After locating the line that contains "first success wins." in the records below, write out exactly that line and each line after it through the one that contains "else if let", and nothing else.

[Collected data]
========

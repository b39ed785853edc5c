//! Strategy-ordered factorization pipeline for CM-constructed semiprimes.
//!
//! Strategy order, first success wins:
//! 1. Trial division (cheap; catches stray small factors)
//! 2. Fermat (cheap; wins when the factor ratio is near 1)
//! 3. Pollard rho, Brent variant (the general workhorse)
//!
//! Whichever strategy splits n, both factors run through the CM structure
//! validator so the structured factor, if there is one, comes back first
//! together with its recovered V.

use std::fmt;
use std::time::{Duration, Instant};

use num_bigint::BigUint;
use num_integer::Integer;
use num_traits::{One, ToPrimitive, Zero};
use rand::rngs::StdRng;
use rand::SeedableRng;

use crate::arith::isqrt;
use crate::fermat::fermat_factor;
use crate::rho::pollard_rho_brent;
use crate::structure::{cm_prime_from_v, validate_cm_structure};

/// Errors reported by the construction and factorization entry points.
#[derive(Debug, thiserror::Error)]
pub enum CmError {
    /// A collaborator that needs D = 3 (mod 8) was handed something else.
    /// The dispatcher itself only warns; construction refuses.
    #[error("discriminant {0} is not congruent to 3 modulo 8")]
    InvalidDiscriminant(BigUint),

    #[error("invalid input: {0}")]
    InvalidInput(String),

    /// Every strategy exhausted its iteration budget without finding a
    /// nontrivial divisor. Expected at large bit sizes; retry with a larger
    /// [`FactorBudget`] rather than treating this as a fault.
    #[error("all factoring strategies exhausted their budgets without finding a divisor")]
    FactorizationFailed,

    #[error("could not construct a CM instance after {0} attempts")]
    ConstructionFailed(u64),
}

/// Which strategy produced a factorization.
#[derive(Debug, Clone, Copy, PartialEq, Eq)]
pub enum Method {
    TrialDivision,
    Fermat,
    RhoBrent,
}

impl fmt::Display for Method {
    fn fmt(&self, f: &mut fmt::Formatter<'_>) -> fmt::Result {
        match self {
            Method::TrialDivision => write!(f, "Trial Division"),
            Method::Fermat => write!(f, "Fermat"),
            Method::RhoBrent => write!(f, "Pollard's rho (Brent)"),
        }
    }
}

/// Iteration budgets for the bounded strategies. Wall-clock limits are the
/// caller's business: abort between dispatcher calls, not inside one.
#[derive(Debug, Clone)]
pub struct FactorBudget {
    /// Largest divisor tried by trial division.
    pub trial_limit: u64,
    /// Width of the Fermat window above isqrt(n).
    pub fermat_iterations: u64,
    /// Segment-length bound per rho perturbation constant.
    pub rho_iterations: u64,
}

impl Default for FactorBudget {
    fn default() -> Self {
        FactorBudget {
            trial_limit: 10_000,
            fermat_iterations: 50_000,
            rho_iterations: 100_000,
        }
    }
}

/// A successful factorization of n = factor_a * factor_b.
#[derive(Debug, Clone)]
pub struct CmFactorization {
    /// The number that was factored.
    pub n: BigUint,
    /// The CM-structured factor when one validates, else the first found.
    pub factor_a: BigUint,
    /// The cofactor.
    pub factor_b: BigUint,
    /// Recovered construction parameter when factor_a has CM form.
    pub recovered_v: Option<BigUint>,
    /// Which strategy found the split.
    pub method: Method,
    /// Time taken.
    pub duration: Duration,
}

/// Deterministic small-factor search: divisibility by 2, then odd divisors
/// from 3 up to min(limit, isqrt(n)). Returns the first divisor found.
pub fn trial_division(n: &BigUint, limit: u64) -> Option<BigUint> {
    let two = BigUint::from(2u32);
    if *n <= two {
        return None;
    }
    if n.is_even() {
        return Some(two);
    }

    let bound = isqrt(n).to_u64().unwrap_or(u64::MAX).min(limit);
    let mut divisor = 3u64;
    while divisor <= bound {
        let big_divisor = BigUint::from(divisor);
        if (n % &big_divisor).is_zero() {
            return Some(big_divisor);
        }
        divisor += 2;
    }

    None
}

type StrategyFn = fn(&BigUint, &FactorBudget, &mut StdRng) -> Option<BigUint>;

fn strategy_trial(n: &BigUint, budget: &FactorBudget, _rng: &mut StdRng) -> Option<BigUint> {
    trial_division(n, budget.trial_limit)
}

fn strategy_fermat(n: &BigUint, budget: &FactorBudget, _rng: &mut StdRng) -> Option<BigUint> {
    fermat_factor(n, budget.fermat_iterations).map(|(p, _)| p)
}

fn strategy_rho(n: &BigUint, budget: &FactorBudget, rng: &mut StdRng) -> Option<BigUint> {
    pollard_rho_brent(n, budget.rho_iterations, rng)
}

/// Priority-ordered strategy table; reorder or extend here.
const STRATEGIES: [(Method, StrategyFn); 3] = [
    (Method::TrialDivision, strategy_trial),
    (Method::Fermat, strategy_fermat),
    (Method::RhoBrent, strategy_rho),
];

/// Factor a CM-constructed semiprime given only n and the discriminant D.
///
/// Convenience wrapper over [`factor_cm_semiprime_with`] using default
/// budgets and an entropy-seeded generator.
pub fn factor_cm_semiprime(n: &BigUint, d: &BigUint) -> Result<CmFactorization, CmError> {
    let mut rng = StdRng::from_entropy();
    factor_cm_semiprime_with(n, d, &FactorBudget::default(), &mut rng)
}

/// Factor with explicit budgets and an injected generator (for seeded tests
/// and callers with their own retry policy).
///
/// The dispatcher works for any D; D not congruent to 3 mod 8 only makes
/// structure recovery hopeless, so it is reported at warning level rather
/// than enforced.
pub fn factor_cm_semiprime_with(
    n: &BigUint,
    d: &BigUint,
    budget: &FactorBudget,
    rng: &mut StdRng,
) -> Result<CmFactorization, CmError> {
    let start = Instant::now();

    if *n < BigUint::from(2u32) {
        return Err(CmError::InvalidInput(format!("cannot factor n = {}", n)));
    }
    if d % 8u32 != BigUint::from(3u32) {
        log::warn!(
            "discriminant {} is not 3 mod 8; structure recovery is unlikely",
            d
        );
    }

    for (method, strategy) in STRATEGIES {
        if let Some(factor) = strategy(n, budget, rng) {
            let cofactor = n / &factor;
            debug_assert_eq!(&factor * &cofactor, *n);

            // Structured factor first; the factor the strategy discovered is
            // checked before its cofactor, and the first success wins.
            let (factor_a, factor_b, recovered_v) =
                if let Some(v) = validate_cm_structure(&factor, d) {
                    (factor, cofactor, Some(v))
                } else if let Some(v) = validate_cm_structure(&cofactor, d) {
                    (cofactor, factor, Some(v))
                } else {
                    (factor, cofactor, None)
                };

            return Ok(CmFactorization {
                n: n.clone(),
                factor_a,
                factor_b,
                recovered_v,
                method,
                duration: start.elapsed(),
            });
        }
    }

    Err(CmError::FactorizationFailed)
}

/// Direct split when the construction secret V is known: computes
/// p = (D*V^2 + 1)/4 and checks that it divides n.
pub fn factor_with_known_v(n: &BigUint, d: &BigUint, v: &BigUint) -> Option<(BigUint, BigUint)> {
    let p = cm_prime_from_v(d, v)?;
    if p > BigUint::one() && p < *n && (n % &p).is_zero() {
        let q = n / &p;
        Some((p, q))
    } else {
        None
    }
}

========

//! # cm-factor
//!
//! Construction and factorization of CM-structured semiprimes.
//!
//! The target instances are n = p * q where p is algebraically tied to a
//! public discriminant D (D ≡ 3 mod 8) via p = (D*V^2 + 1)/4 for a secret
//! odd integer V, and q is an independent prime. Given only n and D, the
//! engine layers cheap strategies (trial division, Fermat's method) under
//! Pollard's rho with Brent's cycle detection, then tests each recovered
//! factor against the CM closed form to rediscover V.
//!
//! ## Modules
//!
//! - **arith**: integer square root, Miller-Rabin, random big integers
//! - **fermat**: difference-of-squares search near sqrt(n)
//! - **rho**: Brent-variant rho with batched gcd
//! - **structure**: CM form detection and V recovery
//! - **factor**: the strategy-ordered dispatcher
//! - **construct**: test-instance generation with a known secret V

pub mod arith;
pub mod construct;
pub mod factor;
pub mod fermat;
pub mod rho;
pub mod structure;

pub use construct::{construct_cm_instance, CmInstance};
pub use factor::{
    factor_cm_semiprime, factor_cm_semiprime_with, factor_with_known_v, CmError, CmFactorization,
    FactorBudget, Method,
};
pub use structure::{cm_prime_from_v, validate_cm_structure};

========

Answer box =>
            // checked before its cofactor, and the first success wins.
            let (factor_a, factor_b, recovered_v) =
                if let Some(v) = validate_cm_structure(&factor, d) {
                    (factor, cofactor, Some(v))
                } else if let Some(v) = validate_cm_structure(&cofactor, d) {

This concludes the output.